I don’t think that the debate is necessarily about withdrawal from Iraq. The issue is should we* stop trusting the group of individuals that got us into this mess. This group got it wrong in Iraq, Palestinian territories, Lebanon, Egypt, Syria, and Iran. How can we* be confident that they will get us* out of the mess? Do we* really trust a person like Bliar who receives messages from God? Does Howard also have meetings with God?

Now concerning withdrawal. This is a non-issue. It has been clear since the invasion of Iraq that it is in the strategic interest of both friend and foe to have an ongoing and indefinite US military presence in Iraq that is bogged down by a low intensity insurgency. Stay in Iraq, after all no one wants withdrawal, not even that bearded nut who also talks to God.


* we, us: in this context mean we and us, respectively, in contrast to them
(clarification for the Cronulla mob.)

hc said...

Rabee, I think your comment might have ended up in the wrong place but happy to respond here.

My impression, contrary to your claims, is that the US is intent on deserting Iraq - and that is the problem particularly for Sunni but also generally for non-fanatical muslims in Iraq.

Maybe you have heard the debate now starting in the US that 'civil war' would be healthy for Iraq. Maybe you have seen George Bush's clear statements that the US will not intervene to prevent sectarian violence.

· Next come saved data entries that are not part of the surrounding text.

//! The attribute value variant and its structural equality.
//!
//! Every attribute of a replica holds one [`Value`]: a JSON-compatible
//! scalar or container, an opaque binary buffer, or a live reference to
//! another replica. Containers use `BTreeMap`, so traversal order is
//! deterministic — buffer-path recording depends on that.

use bytes::Bytes;
use std::collections::BTreeMap;
use std::sync::Arc;

use crate::error::SyncError;
use crate::replica::Replica;

/// An attribute value.
#[derive(Debug, Clone)]
pub enum Value {
    /// JSON null.
    Null,
    /// Boolean scalar.
    Bool(bool),
    /// Integer scalar.
    Int(i64),
    /// Floating-point scalar.
    Float(f64),
    /// String scalar.
    Str(String),
    /// Opaque binary buffer, carried out-of-band on the wire.
    Binary(Bytes),
    /// Ordered sequence.
    Seq(Vec<Value>),
    /// Key-ordered mapping.
    Map(BTreeMap<String, Value>),
    /// A live reference to another replica.
    Replica(Arc<Replica>),
}

impl Value {
    /// Shorthand for a string value.
    pub fn str(s: impl Into<String>) -> Self {
        Value::Str(s.into())
    }

    /// Shorthand for a binary value.
    pub fn binary(bytes: impl Into<Bytes>) -> Self {
        Value::Binary(bytes.into())
    }

    /// Whether this value or any nested value is a binary buffer.
    pub fn contains_binary(&self) -> bool {
        match self {
            Value::Binary(_) => true,
            Value::Seq(items) => items.iter().any(Value::contains_binary),
            Value::Map(map) => map.values().any(Value::contains_binary),
            _ => false,
        }
    }
}

/// Explicit structural equality over the value variant.
///
/// Scalars and containers compare by content; replica references compare by
/// id. Floats compare by numeric equality, so two NaN values are unequal.
pub fn structural_eq(a: &Value, b: &Value) -> bool {
    match (a, b) {
        (Value::Null, Value::Null) => true,
        (Value::Bool(x), Value::Bool(y)) => x == y,
        (Value::Int(x), Value::Int(y)) => x == y,
        (Value::Float(x), Value::Float(y)) => x == y,
        (Value::Str(x), Value::Str(y)) => x == y,
        (Value::Binary(x), Value::Binary(y)) => x == y,
        (Value::Seq(x), Value::Seq(y)) => {
            x.len() == y.len() && x.iter().zip(y).all(|(a, b)| structural_eq(a, b))
        }
        (Value::Map(x), Value::Map(y)) => {
            x.len() == y.len()
                && x.iter()
                    .zip(y)
                    .all(|((ka, va), (kb, vb))| ka == kb && structural_eq(va, vb))
        }
        (Value::Replica(x), Value::Replica(y)) => x.id() == y.id(),
        _ => false,
    }
}

impl PartialEq for Value {
    fn eq(&self, other: &Self) -> bool {
        structural_eq(self, other)
    }
}

/// Convert a JSON tree into a [`Value`] tree.
///
/// Integral numbers map to [`Value::Int`], all others to [`Value::Float`].
pub fn from_json(value: serde_json::Value) -> Value {
    match value {
        serde_json::Value::Null => Value::Null,
        serde_json::Value::Bool(b) => Value::Bool(b),
        serde_json::Value::Number(n) => {
            if let Some(i) = n.as_i64() {
                Value::Int(i)
            } else {
                Value::Float(n.as_f64().unwrap_or(f64::NAN))
            }
        }
        serde_json::Value::String(s) => Value::Str(s),
        serde_json::Value::Array(items) => Value::Seq(items.into_iter().map(from_json).collect()),
        serde_json::Value::Object(map) => Value::Map(
            map.into_iter()
                .map(|(k, v)| (k, from_json(v)))
                .collect(),
        ),
    }
}

/// Convert a [`Value`] tree into a JSON tree.
///
/// Fails on [`Value::Binary`] (binaries must be extracted first) and on
/// [`Value::Replica`] (references must be encoded to tokens first).
pub fn to_json(value: &Value) -> Result<serde_json::Value, SyncError> {
    match value {
        Value::Null => Ok(serde_json::Value::Null),
        Value::Bool(b) => Ok(serde_json::Value::Bool(*b)),
        Value::Int(i) => Ok(serde_json::Value::from(*i)),
        Value::Float(f) => Ok(serde_json::Number::from_f64(*f)
            .map(serde_json::Value::Number)
            .unwrap_or(serde_json::Value::Null)),
        Value::Str(s) => Ok(serde_json::Value::String(s.clone())),
        Value::Binary(_) => Err(SyncError::Encode {
            name: String::new(),
            msg: "binary value not extracted before JSON conversion".to_string(),
        }),
        Value::Seq(items) => Ok(serde_json::Value::Array(
            items.iter().map(to_json).collect::<Result<_, _>>()?,
        )),
        Value::Map(map) => {
            let mut out = serde_json::Map::new();
            for (k, v) in map {
                out.insert(k.clone(), to_json(v)?);
            }
            Ok(serde_json::Value::Object(out))
        }
        Value::Replica(r) => Err(SyncError::Encode {
            name: String::new(),
            msg: format!("unencoded replica reference `{}`", r.id()),
        }),
    }
}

Bush may have got it wrong going into Iraq (as an initial supporter of intervention this applies to me as well) but it seems to me wrong of him to wash his hands of a mess he helped to create.

Iraq urgently needs a non-sectarian govt/police and the scope for investment to occur. It cannot when violence is widespread and the society is on the verge of collapsing into all-out civil war.

How about a barbie at Cronulla when you come back to visit?